Investors parked record amounts of money in 2021 in the Fed’s overnight reverse repo facility where cash is exchanged for ultra-safe securities such as US Treasuries. Daily usage of the RRP averaged $1.6tn in December, surging to a record $1.9tn on the final day of the year. Average daily usage for December 2020 was zero.
The facility, which acts as an investment of last resort, has attracted such elevated demand all year because of a shortage of safe, short-dated Treasury bills that left investors such as money market funds with fewer safe places to deploy their cash.
But in 2022 the RRP’s popularity will begin to wane, strategists say, as the flood of cash injected into financial markets to counter the damaging effects of the pandemic begin to be unwound. This will bring more alternatives for investors and potentially lift the fortunes of struggling money market funds that invest in short-dated assets.
“We do think that we are quite close to seeing overnight reverse repo peak,” said Mark Cabana, head of US rates strategy at Bank of America. “What it means for money funds is that they finally have other attractive alternatives. The only reason that money funds invest with the Fed is because it is their least worst option.”
Cuts to Treasury bill issuance in 2021 — in favour of longer-term debt — have been part of what has driven usage of the RRP facility so high. Moreover, the Fed’s massive bond-buying programme has had the central bank pumping up the amount of cash flowing into the financial system.
Demand from money market funds, which are among the biggest purchasers of Treasury bills, was so high that it drove yields on the government debt briefly into negative territory.
Stimulus money tied to the multiple aid packages passed by Congress also lifted Americans’ savings rates, which in turn increased bank deposits. Banks, which in March had stricter capital requirements reimposed, began counselling clients to move their money from deposits into money funds.
But following the passage of new legislation to lift the US government’s borrowing limit in December, the Treasury department is now expected to rebuild its cash balance and ramp up its issuance of short-term securities, providing much-needed relief.
Between now and the end of January, Cabana said he expected the Treasury’s cash balance to increase by roughly $600bn.
The Fed in December also announced that it would accelerate the scaling back of its asset purchase programme, helping to further alleviate the acute mismatch between the amount of cash looking for a home and the number of securities available to buy.
While the RRP figures are eye-popping, Fed officials have indicated little concern about the record-setting usage of the facility in 2021. When asked about the seemingly insatiable demand to park cash overnight at the central bank in July, chair Jay Powell said the facility was “doing what it’s supposed to do”.
Minutes from subsequent policy meetings also suggested broad consensus across the Federal Open Market Committee that the facility was working as intended.

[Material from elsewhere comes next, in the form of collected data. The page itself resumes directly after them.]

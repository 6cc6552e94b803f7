//! Go-style duration strings such as `5m`, `1h30m`, `1.5h` or `250ms`.

use std::time::Duration;
use thiserror::Error;

/// Reasons a duration string is rejected
#[derive(Debug, Error, PartialEq, Eq)]
pub enum DurationError {
    #[error("duration is empty")]
    Empty,

    #[error("negative durations are not allowed")]
    Negative,

    #[error("invalid number in duration '{0}'")]
    InvalidNumber(String),

    #[error("missing unit in duration '{0}' (use ns, us, ms, s, m or h)")]
    MissingUnit(String),

    #[error("unknown unit '{unit}' in duration '{input}'")]
    UnknownUnit { unit: String, input: String },

    #[error("duration '{0}' is too large")]
    Overflow(String),
}

const NANOS_PER_UNIT: &[(&str, f64)] = &[
    ("ns", 1.0),
    ("us", 1e3),
    ("µs", 1e3),
    ("μs", 1e3),
    ("ms", 1e6),
    ("s", 1e9),
    ("m", 60e9),
    ("h", 3600e9),
];

/// Parse a duration made of one or more `<number><unit>` groups.
///
/// A bare `0` is accepted as zero; every other number needs a unit.
#[allow(
    clippy::cast_precision_loss,
    clippy::cast_possible_truncation,
    clippy::cast_sign_loss
)]
pub fn parse_duration(input: &str) -> Result<Duration, DurationError> {
    let s = input.trim();
    if s.is_empty() {
        return Err(DurationError::Empty);
    }
    if s.starts_with('-') {
        return Err(DurationError::Negative);
    }
    let s = s.strip_prefix('+').unwrap_or(s);
    if s == "0" {
        return Ok(Duration::ZERO);
    }

    let is_number_char = |c: char| c.is_ascii_digit() || c == '.';
    let mut rest = s;
    let mut total_nanos = 0.0_f64;

    while !rest.is_empty() {
        let number_len = rest.find(|c: char| !is_number_char(c)).unwrap_or(rest.len());
        if number_len == 0 {
            return Err(DurationError::InvalidNumber(input.to_string()));
        }
        let number: f64 = rest[..number_len]
            .parse()
            .map_err(|_| DurationError::InvalidNumber(input.to_string()))?;
        rest = &rest[number_len..];

        let unit_len = rest.find(is_number_char).unwrap_or(rest.len());
        if unit_len == 0 {
            return Err(DurationError::MissingUnit(input.to_string()));
        }
        let unit = &rest[..unit_len];
        let scale = NANOS_PER_UNIT
            .iter()
            .find(|(name, _)| *name == unit)
            .map(|(_, scale)| *scale)
            .ok_or_else(|| DurationError::UnknownUnit {
                unit: unit.to_string(),
                input: input.to_string(),
            })?;
        rest = &rest[unit_len..];

        total_nanos += number * scale;
    }

    if !total_nanos.is_finite() || total_nanos > u64::MAX as f64 {
        return Err(DurationError::Overflow(input.to_string()));
    }

    Ok(Duration::from_nanos(total_nanos.round() as u64))
}

/// Render a duration in the same notation, e.g. `1h30m` or `250ms`
pub fn format_duration(duration: Duration) -> String {
    if duration.is_zero() {
        return "0s".to_string();
    }
    if duration < Duration::from_secs(1) {
        return format!("{}ms", duration.as_millis());
    }

    let total = duration.as_secs();
    let (hours, minutes, seconds) = (total / 3600, (total % 3600) / 60, total % 60);

    let mut out = String::new();
    if hours > 0 {
        out.push_str(&format!("{hours}h"));
    }
    if minutes > 0 {
        out.push_str(&format!("{minutes}m"));
    }
    if seconds > 0 || out.is_empty() {
        out.push_str(&format!("{seconds}s"));
    }
    out
}
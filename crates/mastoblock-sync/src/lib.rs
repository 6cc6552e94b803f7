//! Reconciliation cycle and background scheduler.
//!
//! [`SyncCycle`] runs one fetch → sanitize → translate → read → reconcile pass.
//! [`SyncJob`] runs a cycle on a fixed interval until its handle is stopped.

#![doc(html_root_url = "https://docs.rs/mastoblock-sync/0.3.0")]

mod cycle;
mod job;

pub use cycle::SyncCycle;
pub use job::{SyncJob, SyncJobHandle};
//! API endpoint modules.

mod domain_blocks;

pub use domain_blocks::{DomainBlocksApi, DOMAIN_BLOCKS_PATH, LIST_PAGE_LIMIT};
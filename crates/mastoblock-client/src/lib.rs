//! HTTP clients for mastoblock.
//!
//! - [`MastodonClient`] talks to the admin domain-block endpoints of a Mastodon
//!   instance and implements [`DomainBlockStore`](mastoblock_core::DomainBlockStore)
//! - [`FeedClient`] retrieves a JSON blocklist feed and implements
//!   [`FeedSource`](mastoblock_core::FeedSource)

#![doc(html_root_url = "https://docs.rs/mastoblock-client/0.3.0")]

mod client;
mod feed;
mod http;
pub mod api;

pub use client::{MastodonClient, MastodonClientBuilder};
pub use feed::FeedClient;
pub use http::DEFAULT_TIMEOUT;
pub use mastoblock_core::{Result, SyncError};
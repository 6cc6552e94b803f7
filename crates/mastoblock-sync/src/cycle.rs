use mastoblock_core::{
    reconcile, translate, CurrentState, DomainBlockStore, FeedSource, Result, SyncError, SyncReport,
};
use std::sync::Arc;
use tracing::{debug, info};

/// One reconciliation pass from the feed to the instance.
///
/// Holds no state between runs; everything is re-read each time.
#[derive(Clone)]
pub struct SyncCycle {
    feed: Arc<dyn FeedSource>,
    store: Arc<dyn DomainBlockStore>,
}

impl SyncCycle {
    pub fn new(feed: Arc<dyn FeedSource>, store: Arc<dyn DomainBlockStore>) -> Self {
        Self { feed, store }
    }

    /// Run the cycle.
    ///
    /// A feed failure aborts before the instance is touched. A failed mutation
    /// aborts the remaining mutations; earlier ones stay applied.
    pub async fn run(&self) -> Result<SyncReport> {
        debug!("Syncing data");

        let feed = self.feed.fetch().await.map_err(SyncError::feed)?;
        let rules = feed.sanitize();
        let desired = translate(&rules);
        debug!(rules = rules.len(), domains = desired.len(), "Sanitized blocklist feed");

        let current = CurrentState::fetch(self.store.as_ref()).await?;
        let report = reconcile(self.store.as_ref(), &desired, current).await?;

        info!(
            created = report.created,
            updated = report.updated,
            deleted = report.deleted,
            unchanged = report.unchanged,
            "Finished syncing data"
        );
        Ok(report)
    }
}
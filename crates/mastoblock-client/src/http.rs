//! Shared plumbing for the HTTP clients.

use mastoblock_core::{Result, SyncError};
use reqwest::header::{HeaderMap, LINK};
use reqwest::Client as HttpClient;
use serde::de::DeserializeOwned;
use std::time::Duration;
use tracing::warn;

/// Default request timeout
pub const DEFAULT_TIMEOUT: Duration = Duration::from_secs(30);

pub(crate) fn default_user_agent() -> String {
    format!("mastoblock/{}", env!("CARGO_PKG_VERSION"))
}

pub(crate) fn build_http(timeout: Duration, user_agent: &str) -> Result<HttpClient> {
    HttpClient::builder()
        .timeout(timeout)
        .user_agent(user_agent)
        .gzip(true)
        .build()
        .map_err(|e| SyncError::Config(format!("failed to build HTTP client: {e}")))
}

/// Validate an absolute http(s) URL, returning it without a trailing slash
pub(crate) fn normalize_base_url(raw: &str) -> Result<String> {
    let parsed = url::Url::parse(raw).map_err(|e| SyncError::InvalidUrl(format!("{raw}: {e}")))?;

    match parsed.scheme() {
        "http" | "https" => Ok(raw.trim_end_matches('/').to_string()),
        other => Err(SyncError::InvalidUrl(format!(
            "{raw}: unsupported scheme '{other}'"
        ))),
    }
}

pub(crate) fn transport_error(err: &reqwest::Error, timeout: Duration) -> SyncError {
    if err.is_timeout() {
        SyncError::Timeout(timeout)
    } else {
        SyncError::Http(err.to_string())
    }
}

/// Query string of the `rel="next"` target in a `Link` header.
///
/// Only the query is kept so the next page is always requested from the
/// configured base URL, whatever host the instance advertises.
pub(crate) fn next_page_query(headers: &HeaderMap) -> Option<String> {
    let link = headers.get(LINK)?.to_str().ok()?;

    link.split(',').find_map(|entry| {
        let (target, params) = entry.split_once(';')?;
        let is_next = params
            .split(';')
            .map(str::trim)
            .any(|param| param == r#"rel="next""# || param == "rel=next");
        if !is_next {
            return None;
        }

        let target = target.trim().strip_prefix('<')?.strip_suffix('>')?;
        url::Url::parse(target).ok()?.query().map(String::from)
    })
}

/// Decode a JSON body from a successful response, or map the error status
pub(crate) async fn json_response<T: DeserializeOwned>(
    response: reqwest::Response,
    timeout: Duration,
) -> Result<T> {
    let status = response.status();

    if status.is_success() {
        let body = response
            .text()
            .await
            .map_err(|e| transport_error(&e, timeout))?;
        serde_json::from_str(&body).map_err(SyncError::Json)
    } else {
        Err(error_response(status.as_u16(), response).await)
    }
}

/// Accept any 2xx response, discarding the body
pub(crate) async fn empty_response(response: reqwest::Response) -> Result<()> {
    let status = response.status();

    if status.is_success() {
        Ok(())
    } else {
        Err(error_response(status.as_u16(), response).await)
    }
}

/// Convert an error response into a [`SyncError`] carrying the body text
async fn error_response(status: u16, response: reqwest::Response) -> SyncError {
    let body = response.text().await.unwrap_or_default();

    // Mastodon reports failures as {"error": "..."}
    let message = serde_json::from_str::<serde_json::Value>(&body)
        .ok()
        .and_then(|v| v.get("error").and_then(|e| e.as_str()).map(String::from))
        .unwrap_or(body);

    match status {
        401 | 403 => {
            warn!(status, %message, "Request rejected by the instance");
            SyncError::Unauthorized {
                code: status,
                message,
            }
        }
        _ => SyncError::Api {
            code: status,
            message,
        },
    }
}
use crate::{DomainBlockStore, RemoteDomainBlock, Result, SyncError};
use std::collections::HashMap;
use tracing::debug;

/// Current remote domain blocks, indexed by domain.
///
/// Used as a working set during reconciliation: matched domains are taken
/// out, and whatever remains is no longer desired.
#[derive(Debug, Clone, Default, PartialEq, Eq)]
pub struct CurrentState {
    blocks: HashMap<String, RemoteDomainBlock>,
}

impl CurrentState {
    /// Read the current blocks from the store.
    ///
    /// Failures are wrapped as [`SyncError::RemoteRead`]; without the current
    /// state the cycle cannot continue.
    pub async fn fetch(store: &dyn DomainBlockStore) -> Result<Self> {
        let blocks = store.list().await.map_err(SyncError::remote_read)?;
        debug!(count = blocks.len(), "Fetched current domain blocks");
        Ok(Self::from_blocks(blocks))
    }

    /// Index blocks by domain. A later block for the same domain replaces an earlier one.
    #[must_use]
    pub fn from_blocks(blocks: impl IntoIterator<Item = RemoteDomainBlock>) -> Self {
        Self {
            blocks: blocks
                .into_iter()
                .map(|block| (block.domain.clone(), block))
                .collect(),
        }
    }

    /// Look up the block for a domain
    #[must_use]
    pub fn get(&self, domain: &str) -> Option<&RemoteDomainBlock> {
        self.blocks.get(domain)
    }

    /// Remove and return the block for a domain, marking it as still desired
    pub fn take(&mut self, domain: &str) -> Option<RemoteDomainBlock> {
        self.blocks.remove(domain)
    }

    /// Number of blocks in the set
    #[must_use]
    pub fn len(&self) -> usize {
        self.blocks.len()
    }

    /// Returns true if the set is empty
    #[must_use]
    pub fn is_empty(&self) -> bool {
        self.blocks.is_empty()
    }

    /// Remaining blocks, sorted by domain
    #[must_use]
    pub fn into_remaining(self) -> Vec<RemoteDomainBlock> {
        let mut remaining: Vec<_> = self.blocks.into_values().collect();
        remaining.sort_by(|a, b| a.domain.cmp(&b.domain));
        remaining
    }
}

impl FromIterator<RemoteDomainBlock> for CurrentState {
    fn from_iter<I: IntoIterator<Item = RemoteDomainBlock>>(iter: I) -> Self {
        Self::from_blocks(iter)
    }
}
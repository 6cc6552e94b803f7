pub mod mocks;

pub use mocks::*;
//! CLI argument parsing and service startup.

pub mod args;

use anyhow::{Context as _, Result};
use args::Cli;
use clap::Parser;
use mastoblock::{FeedClient, MastodonClient, SyncCycle, SyncJob};
use std::sync::Arc;
use tracing::{info, warn};

use crate::config::Config;
use crate::logging;

/// Run the service.
pub async fn run() -> Result<()> {
    load_env_file()?;
    let cli = Cli::parse();

    // Configuration errors are fatal before anything starts
    let config = Config::try_from(cli)?;

    logging::init(&config).map_err(|e| anyhow::anyhow!("could not set up logging: {e}"))?;

    let cycle = build_cycle(&config)?;

    if config.once {
        let report = cycle.run().await.context("sync cycle failed")?;
        info!(%report, "Single sync cycle finished");
        return Ok(());
    }

    info!(
        interval = %config.task_interval_display(),
        "Starting synchronization worker..."
    );
    let handle = SyncJob::new(cycle, config.task_interval)?
        .with_run_at_start(config.run_at_start)
        .start();

    info!("The application has been started. To stop it press Ctrl-C.");
    shutdown_signal().await;

    info!("Shutdown requested, waiting for the current cycle to finish");
    handle.stop().await;
    info!("Stopped");

    Ok(())
}

/// Load `.env` from the working directory; its values replace variables already set.
///
/// A missing file is fine. A file that cannot be parsed is a configuration error.
fn load_env_file() -> Result<()> {
    match dotenvy::from_path_override(".env") {
        Ok(()) => Ok(()),
        Err(e) if e.not_found() => Ok(()),
        Err(e) => Err(e).context("could not load .env"),
    }
}

/// Wire the HTTP clients into a sync cycle.
pub fn build_cycle(config: &Config) -> Result<SyncCycle> {
    let feed = FeedClient::with_timeout(&config.json_url, config.request_timeout)
        .context("invalid JSON_URL")?;

    let instance = MastodonClient::builder(&config.mastodon_base_url, &config.mastodon_access_token)
        .timeout(config.request_timeout)
        .build()
        .context("invalid MASTODON_BASE_URL")?;

    Ok(SyncCycle::new(Arc::new(feed), Arc::new(instance)))
}

async fn shutdown_signal() {
    let ctrl_c = async {
        if let Err(e) = tokio::signal::ctrl_c().await {
            warn!(error = %e, "Could not listen for Ctrl-C");
            std::future::pending::<()>().await;
        }
    };

    #[cfg(unix)]
    let terminate = async {
        match tokio::signal::unix::signal(tokio::signal::unix::SignalKind::terminate()) {
            Ok(mut signal) => {
                signal.recv().await;
            }
            Err(e) => {
                warn!(error = %e, "Could not listen for SIGTERM");
                std::future::pending::<()>().await;
            }
        }
    };

    #[cfg(not(unix))]
    let terminate = std::future::pending::<()>();

    tokio::select! {
        () = ctrl_c => {}
        () = terminate => {}
    }
}
//! Rotseal Core
//!
//! Key-rotation-aware dispatch for deterministic AEAD. A [`KeySet`] holds
//! every key that may still have live ciphertexts; a [`Dispatcher`] turns it
//! into one [`DeterministicAead`] that encrypts with the primary key and
//! decrypts with whichever key matches.
//!
//! # Wire Format
//!
//! ```text
//! ciphertext = identifier (0 or prefix_size bytes) || primitive output
//! ```
//!
//! Non-raw keys stamp their identifier, so decryption can jump straight to
//! the right bucket. Raw keys stamp nothing and are found by trial.
//!
//! ```text
//! decrypt(ct)
//!   │
//!   ├─ len(ct) > prefix_size ──► lookup(ct[..prefix_size]) ──► try ct[prefix_size..]
//!   │                                                            │ first success
//!   ▼ no match                                                   ▼
//! raw_entries() ──► try full ct ──────────────────────────────► plaintext
//!   │
//!   ▼ nothing decrypted
//! DecryptionFailed
//! ```
//!
//! # Security
//!
//! - Encryption never uses a key other than the primary
//! - Decrypt failures are a single generic error, so the dispatcher is not an
//!   oracle for which key or which phase failed
//! - Key sets are immutable after construction; a [`Dispatcher`] is `Send +
//!   Sync` and may be shared across threads without locking
//!
//! The primitives themselves are supplied by the caller through the
//! [`DeterministicAead`] trait.

#![forbid(unsafe_code)]
#![deny(missing_docs)]

mod config;
mod dispatcher;
mod error;
mod identifier;
mod keyset;
mod primitive;

#[cfg(test)]
mod testing;

pub use config::KeySetConfig;
pub use dispatcher::Dispatcher;
pub use error::{ConfigError, DaeadError};
pub use identifier::{Identifier, KeyStatus, OutputPrefix, TINK_PREFIX_SIZE};
pub use keyset::{KeyEntry, KeyInfo, KeySet, KeySetBuilder};
pub use primitive::DeterministicAead;
//! Key identifiers and the prefixes they stamp on ciphertexts.
//!
//! A non-raw identifier is a fixed-size byte string. Key-management code
//! usually derives it from a numeric key id:
//!
//! ```text
//! Tink:             0x01 || key_id (u32, big-endian)
//! Legacy, Crunchy:  0x00 || key_id (u32, big-endian)
//! Raw:              (empty)
//! ```

use std::fmt;

/// Prefix size produced by [`OutputPrefix::identifier`] for non-raw keys.
pub const TINK_PREFIX_SIZE: usize = 5;

/// Leading byte of a `Tink` prefix.
const TINK_START_BYTE: u8 = 0x01;

/// Leading byte of a `Legacy` or `Crunchy` prefix.
const LEGACY_START_BYTE: u8 = 0x00;

/// How a key marks the ciphertexts it produces.
#[derive(Debug, Clone, Copy, PartialEq, Eq, Hash)]
pub enum OutputPrefix {
    /// Version byte `0x01` followed by the key id
    Tink,
    /// Version byte `0x00` followed by the key id
    Legacy,
    /// Same wire prefix as `Legacy`
    Crunchy,
    /// No prefix; the key is found by trial decryption
    Raw,
}

impl OutputPrefix {
    /// Identifier this prefix type assigns to `key_id`.
    pub fn identifier(self, key_id: u32) -> Identifier {
        let start = match self {
            Self::Tink => TINK_START_BYTE,
            Self::Legacy | Self::Crunchy => LEGACY_START_BYTE,
            Self::Raw => return Identifier::raw(),
        };

        let mut bytes = Vec::with_capacity(TINK_PREFIX_SIZE);
        bytes.push(start);
        bytes.extend_from_slice(&key_id.to_be_bytes());
        Identifier(bytes)
    }
}

/// Lifecycle status of a key as reported by key management.
///
/// Only enabled keys enter a key set.
#[derive(Debug, Clone, Copy, PartialEq, Eq, Hash)]
pub enum KeyStatus {
    /// Usable for decryption, and for encryption when primary
    Enabled,
    /// Retained but must not be used
    Disabled,
    /// Key material has been destroyed
    Destroyed,
}

/// Identifier a key stamps on its ciphertexts.
///
/// The empty identifier is the raw identifier.
#[derive(Clone, PartialEq, Eq, Hash, Default)]
pub struct Identifier(Vec<u8>);

impl Identifier {
    /// The raw (empty) identifier.
    pub fn raw() -> Self {
        Self(Vec::new())
    }

    /// Identifier bytes.
    pub fn as_bytes(&self) -> &[u8] {
        &self.0
    }

    /// Identifier length in bytes.
    pub fn len(&self) -> usize {
        self.0.len()
    }

    /// True for the raw identifier.
    pub fn is_empty(&self) -> bool {
        self.0.is_empty()
    }

    /// True for the raw identifier.
    pub fn is_raw(&self) -> bool {
        self.is_empty()
    }
}

impl From<Vec<u8>> for Identifier {
    fn from(bytes: Vec<u8>) -> Self {
        Self(bytes)
    }
}

impl From<&[u8]> for Identifier {
    fn from(bytes: &[u8]) -> Self {
        Self(bytes.to_vec())
    }
}

impl<const N: usize> From<[u8; N]> for Identifier {
    fn from(bytes: [u8; N]) -> Self {
        Self(bytes.to_vec())
    }
}

impl AsRef<[u8]> for Identifier {
    fn as_ref(&self) -> &[u8] {
        &self.0
    }
}

impl fmt::Debug for Identifier {
    fn fmt(&self, f: &mut fmt::Formatter<'_>) -> fmt::Result {
        if self.is_raw() {
            return f.write_str("Identifier(raw)");
        }
        f.write_str("Identifier(")?;
        for byte in &self.0 {
            write!(f, "{byte:02x}")?;
        }
        f.write_str(")")
    }
}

To maintain its effectiveness, the Fed has repeatedly made adjustments to the facility’s terms. The central bank expanded the number of eligible counterparties that can access the RRP and increased the amount of money they can put into it each day — an adjustment it made as recently as September when it bumped up the daily counterparty limit to $160bn.
It also began paying interest on the money held there overnight in June in a bid to support the smooth functioning of short-term funding markets. That move came alongside a decision to raise the interest it pays on excess reserves, which are deposited at the Fed by banks.
More recently, however, one senior Fed official cited elevated RRP usage as another signal the central bank should move away more quickly from its ultra-accommodative monetary policy stance that has been in place since the start of the pandemic.
“It’s pretty clear we can go faster on the balance sheet, because I looked at the RRP facility, and there’s about $1.5tn of reserves that are being handed to us every day from the financial sector,” said Christopher Waller, a governor, in mid-December as he laid out the case for the Fed to begin shrinking its balance sheet by the summer. “We put so much liquidity in the system that the market doesn’t really want.”
The benefits of increased bill issuance are likely to accrue most significantly to the $4tn money market fund industry after a gruelling year. Negative yields in the market in 2021 erased profits and forced funds to turn away new investors.
Money market stress, however, may reappear later in the year, some strategists warn. Though the Treasury is slated to auction more bills in the near term, debt issuance in 2022 overall is expected to fall as funding needs for fiscal programmes have dropped.
“Once bill supply ramps up more materially, that will pull some cash from RRP. But just the outright size of the Fed’s balance sheet and the level of reserves I think will ensure that we see some pretty big numbers there on a daily basis for at least the next few quarters,” said Ben Jeffery, rates strategist at BMO Capital Markets.